**Task objective**.
Your response should reproduce every line of the entries that contains the word "Sync".

(Exercise input)

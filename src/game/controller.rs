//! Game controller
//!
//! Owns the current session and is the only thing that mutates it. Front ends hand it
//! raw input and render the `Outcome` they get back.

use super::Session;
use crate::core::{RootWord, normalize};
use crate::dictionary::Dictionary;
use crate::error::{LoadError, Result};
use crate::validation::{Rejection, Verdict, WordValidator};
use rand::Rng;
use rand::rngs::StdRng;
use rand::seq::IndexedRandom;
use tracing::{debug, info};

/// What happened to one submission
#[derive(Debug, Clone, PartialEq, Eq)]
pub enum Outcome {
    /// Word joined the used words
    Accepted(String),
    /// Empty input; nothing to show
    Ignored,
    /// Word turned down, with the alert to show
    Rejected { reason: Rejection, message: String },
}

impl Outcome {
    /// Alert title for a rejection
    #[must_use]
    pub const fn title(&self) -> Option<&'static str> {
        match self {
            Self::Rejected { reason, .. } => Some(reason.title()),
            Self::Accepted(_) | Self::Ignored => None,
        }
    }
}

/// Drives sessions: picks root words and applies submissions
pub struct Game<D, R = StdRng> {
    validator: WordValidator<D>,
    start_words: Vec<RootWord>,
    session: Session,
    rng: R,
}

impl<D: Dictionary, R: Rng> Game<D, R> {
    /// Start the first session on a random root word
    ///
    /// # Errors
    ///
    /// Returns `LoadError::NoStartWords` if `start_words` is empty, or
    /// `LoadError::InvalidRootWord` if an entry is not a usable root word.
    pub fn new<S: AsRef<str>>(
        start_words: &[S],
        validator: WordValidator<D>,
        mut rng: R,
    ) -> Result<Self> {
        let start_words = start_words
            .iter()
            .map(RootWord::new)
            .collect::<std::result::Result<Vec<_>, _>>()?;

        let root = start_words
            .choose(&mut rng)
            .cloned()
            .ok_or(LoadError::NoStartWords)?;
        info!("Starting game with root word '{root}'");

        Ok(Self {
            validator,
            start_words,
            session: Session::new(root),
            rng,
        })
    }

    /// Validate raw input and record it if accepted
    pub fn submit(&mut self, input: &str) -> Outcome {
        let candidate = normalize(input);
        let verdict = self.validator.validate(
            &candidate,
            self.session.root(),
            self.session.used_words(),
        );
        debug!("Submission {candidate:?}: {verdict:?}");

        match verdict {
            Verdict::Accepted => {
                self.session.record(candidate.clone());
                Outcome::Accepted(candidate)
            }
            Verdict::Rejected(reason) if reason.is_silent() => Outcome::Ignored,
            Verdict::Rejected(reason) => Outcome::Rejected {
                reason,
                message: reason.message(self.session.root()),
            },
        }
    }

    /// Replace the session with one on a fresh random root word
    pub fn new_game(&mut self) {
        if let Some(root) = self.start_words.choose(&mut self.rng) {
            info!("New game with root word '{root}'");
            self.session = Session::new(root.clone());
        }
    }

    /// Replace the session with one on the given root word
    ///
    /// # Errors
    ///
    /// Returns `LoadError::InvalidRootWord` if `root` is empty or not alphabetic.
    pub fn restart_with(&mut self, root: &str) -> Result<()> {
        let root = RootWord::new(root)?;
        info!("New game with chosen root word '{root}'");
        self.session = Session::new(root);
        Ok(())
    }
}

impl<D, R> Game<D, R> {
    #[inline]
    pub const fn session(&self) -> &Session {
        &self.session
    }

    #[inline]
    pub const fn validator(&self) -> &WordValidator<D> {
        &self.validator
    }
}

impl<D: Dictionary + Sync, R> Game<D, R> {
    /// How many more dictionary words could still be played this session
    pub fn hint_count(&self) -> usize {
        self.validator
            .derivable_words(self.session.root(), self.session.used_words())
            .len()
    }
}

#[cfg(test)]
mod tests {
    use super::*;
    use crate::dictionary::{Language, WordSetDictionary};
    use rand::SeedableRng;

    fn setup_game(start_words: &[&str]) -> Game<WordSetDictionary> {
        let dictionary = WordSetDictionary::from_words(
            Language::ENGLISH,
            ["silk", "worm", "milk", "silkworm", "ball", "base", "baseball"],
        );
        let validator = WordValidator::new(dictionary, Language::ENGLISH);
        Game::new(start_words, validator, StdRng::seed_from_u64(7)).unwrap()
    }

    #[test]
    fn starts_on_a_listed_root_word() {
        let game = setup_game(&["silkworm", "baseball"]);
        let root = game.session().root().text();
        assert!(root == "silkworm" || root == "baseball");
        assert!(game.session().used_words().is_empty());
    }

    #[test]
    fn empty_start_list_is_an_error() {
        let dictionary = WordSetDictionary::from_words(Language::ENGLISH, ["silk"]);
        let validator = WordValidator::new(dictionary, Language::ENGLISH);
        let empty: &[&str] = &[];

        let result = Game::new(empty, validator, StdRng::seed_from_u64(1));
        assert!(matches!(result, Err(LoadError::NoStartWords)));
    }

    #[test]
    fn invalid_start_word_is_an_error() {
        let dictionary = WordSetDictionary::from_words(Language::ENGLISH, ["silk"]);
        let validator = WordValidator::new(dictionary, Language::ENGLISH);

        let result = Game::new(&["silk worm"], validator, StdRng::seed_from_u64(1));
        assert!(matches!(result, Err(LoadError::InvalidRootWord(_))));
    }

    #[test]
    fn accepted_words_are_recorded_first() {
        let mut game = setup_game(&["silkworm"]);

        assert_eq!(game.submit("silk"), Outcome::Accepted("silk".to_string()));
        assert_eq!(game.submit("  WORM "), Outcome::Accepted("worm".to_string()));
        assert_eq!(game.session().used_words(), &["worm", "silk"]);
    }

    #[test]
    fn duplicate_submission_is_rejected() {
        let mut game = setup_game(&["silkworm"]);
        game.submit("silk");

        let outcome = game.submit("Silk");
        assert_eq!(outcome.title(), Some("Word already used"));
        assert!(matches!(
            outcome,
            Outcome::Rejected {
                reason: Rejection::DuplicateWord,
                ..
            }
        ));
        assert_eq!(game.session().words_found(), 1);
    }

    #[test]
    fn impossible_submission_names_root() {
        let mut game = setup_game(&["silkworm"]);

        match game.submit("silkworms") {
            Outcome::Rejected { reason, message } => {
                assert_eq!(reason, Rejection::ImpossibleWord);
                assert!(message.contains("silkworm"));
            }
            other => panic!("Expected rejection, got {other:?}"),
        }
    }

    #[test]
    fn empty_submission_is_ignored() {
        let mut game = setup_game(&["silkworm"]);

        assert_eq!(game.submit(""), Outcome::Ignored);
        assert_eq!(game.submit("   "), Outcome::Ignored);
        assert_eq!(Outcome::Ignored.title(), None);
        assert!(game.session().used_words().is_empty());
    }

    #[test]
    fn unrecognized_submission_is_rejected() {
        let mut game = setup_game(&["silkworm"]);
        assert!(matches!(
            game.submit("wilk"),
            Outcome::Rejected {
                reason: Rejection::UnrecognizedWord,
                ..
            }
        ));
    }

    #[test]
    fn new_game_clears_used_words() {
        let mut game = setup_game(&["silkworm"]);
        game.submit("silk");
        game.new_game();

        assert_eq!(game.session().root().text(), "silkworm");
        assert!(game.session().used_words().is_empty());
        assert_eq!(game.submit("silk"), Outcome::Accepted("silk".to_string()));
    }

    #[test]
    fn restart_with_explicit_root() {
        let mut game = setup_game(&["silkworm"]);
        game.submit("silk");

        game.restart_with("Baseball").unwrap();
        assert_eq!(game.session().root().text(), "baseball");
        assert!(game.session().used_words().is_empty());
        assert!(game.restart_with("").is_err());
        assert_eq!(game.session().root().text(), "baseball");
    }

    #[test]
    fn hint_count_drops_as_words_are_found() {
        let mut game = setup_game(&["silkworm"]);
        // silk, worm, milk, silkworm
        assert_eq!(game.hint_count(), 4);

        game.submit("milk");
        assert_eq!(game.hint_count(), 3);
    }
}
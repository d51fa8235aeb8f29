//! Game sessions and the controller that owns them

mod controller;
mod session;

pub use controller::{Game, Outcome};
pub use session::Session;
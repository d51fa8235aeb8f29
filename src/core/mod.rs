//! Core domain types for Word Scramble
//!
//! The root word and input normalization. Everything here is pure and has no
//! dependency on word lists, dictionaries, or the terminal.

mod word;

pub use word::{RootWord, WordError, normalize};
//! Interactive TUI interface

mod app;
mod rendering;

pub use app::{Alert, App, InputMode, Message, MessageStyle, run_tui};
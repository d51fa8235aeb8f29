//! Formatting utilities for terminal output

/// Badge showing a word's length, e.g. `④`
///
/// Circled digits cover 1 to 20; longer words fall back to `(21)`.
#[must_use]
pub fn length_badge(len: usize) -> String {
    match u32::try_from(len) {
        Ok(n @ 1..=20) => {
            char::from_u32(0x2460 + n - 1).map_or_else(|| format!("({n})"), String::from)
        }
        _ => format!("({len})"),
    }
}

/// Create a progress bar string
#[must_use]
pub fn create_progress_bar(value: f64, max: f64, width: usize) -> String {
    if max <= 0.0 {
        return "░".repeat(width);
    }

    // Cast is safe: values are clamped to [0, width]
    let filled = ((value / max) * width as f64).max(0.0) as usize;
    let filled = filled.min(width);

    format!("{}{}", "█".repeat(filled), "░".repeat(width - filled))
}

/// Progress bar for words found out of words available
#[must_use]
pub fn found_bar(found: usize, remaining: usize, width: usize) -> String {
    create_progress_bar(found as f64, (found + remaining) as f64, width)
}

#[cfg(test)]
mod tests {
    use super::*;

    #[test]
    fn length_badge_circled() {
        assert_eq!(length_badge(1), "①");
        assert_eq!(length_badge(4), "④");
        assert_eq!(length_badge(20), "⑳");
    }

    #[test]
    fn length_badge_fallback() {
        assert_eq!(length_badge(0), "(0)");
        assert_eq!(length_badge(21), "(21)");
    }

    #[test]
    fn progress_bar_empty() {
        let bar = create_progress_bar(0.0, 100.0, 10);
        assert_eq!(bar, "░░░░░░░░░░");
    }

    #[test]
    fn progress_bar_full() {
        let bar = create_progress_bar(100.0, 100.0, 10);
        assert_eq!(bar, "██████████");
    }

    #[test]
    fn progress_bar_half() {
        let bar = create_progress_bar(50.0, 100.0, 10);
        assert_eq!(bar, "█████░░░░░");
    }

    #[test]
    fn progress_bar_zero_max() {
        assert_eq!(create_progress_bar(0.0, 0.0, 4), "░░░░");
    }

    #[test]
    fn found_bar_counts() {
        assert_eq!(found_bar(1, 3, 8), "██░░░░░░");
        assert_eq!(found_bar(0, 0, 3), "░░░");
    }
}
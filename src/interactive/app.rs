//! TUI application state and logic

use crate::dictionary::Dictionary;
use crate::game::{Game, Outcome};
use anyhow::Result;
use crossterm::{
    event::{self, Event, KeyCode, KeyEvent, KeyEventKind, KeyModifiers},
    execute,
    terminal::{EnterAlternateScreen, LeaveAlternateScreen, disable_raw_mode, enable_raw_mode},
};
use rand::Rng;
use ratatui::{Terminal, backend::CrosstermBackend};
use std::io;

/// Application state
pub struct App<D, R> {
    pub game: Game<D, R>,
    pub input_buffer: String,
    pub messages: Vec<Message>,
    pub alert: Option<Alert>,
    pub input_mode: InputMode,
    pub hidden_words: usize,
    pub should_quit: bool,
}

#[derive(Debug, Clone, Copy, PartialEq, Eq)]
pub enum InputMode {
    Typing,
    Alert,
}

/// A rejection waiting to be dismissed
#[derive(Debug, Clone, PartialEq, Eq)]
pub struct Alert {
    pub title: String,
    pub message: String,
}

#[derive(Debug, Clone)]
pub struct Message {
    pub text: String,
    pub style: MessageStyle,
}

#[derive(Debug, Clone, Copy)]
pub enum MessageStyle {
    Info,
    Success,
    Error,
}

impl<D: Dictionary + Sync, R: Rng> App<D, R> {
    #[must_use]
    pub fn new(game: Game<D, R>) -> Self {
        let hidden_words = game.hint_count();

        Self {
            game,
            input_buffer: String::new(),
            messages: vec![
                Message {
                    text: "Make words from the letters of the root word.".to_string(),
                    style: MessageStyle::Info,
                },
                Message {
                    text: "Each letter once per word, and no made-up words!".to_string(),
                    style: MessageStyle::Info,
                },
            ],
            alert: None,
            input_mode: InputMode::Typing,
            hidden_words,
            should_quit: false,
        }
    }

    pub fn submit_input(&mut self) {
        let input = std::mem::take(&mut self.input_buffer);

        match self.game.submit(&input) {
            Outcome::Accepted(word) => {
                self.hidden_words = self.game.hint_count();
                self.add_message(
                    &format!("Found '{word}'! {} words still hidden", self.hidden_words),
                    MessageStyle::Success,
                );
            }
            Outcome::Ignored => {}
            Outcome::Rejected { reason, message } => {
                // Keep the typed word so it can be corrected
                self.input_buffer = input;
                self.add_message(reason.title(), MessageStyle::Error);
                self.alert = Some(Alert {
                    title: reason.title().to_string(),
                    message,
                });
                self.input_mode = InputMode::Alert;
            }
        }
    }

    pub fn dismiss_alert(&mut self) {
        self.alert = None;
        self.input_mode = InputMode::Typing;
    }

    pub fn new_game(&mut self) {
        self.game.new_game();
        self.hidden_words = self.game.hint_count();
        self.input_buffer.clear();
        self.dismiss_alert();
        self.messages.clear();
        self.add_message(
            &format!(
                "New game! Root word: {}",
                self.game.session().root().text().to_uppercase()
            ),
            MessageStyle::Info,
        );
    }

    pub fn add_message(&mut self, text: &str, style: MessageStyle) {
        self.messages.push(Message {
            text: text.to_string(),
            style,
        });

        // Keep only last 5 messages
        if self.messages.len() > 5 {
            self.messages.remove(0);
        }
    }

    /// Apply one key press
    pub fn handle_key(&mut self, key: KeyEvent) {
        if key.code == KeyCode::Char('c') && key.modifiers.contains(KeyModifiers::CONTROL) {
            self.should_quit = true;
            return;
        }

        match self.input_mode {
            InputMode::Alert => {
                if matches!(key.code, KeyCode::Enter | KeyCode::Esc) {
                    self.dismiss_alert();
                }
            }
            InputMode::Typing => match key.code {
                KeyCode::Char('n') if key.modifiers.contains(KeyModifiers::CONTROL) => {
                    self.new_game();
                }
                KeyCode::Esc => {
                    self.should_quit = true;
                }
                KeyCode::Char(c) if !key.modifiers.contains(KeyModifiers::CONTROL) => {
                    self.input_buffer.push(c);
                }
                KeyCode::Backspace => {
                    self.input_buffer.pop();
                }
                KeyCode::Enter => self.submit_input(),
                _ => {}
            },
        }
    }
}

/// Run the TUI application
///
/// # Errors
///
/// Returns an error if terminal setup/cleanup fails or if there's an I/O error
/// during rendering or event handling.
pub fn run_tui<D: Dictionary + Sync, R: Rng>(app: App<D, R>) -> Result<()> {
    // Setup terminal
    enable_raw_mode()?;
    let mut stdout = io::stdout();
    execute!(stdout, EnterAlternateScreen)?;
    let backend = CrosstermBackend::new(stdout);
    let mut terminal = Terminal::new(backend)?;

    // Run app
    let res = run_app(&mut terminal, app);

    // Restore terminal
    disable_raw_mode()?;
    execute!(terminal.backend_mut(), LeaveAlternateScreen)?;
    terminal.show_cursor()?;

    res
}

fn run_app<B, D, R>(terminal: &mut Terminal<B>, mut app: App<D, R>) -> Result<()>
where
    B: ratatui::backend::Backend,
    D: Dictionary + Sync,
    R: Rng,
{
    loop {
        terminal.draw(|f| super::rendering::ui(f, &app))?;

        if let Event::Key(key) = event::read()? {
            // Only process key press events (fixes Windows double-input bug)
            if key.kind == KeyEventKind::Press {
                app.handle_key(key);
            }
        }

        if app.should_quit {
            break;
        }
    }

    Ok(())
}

(End Exercise input)

**Result below**.
impl<D: Dictionary + Sync, R> Game<D, R> {
impl<D: Dictionary + Sync, R: Rng> App<D, R> {
pub fn run_tui<D: Dictionary + Sync, R: Rng>(app: App<D, R>) -> Result<()> {
    D: Dictionary + Sync,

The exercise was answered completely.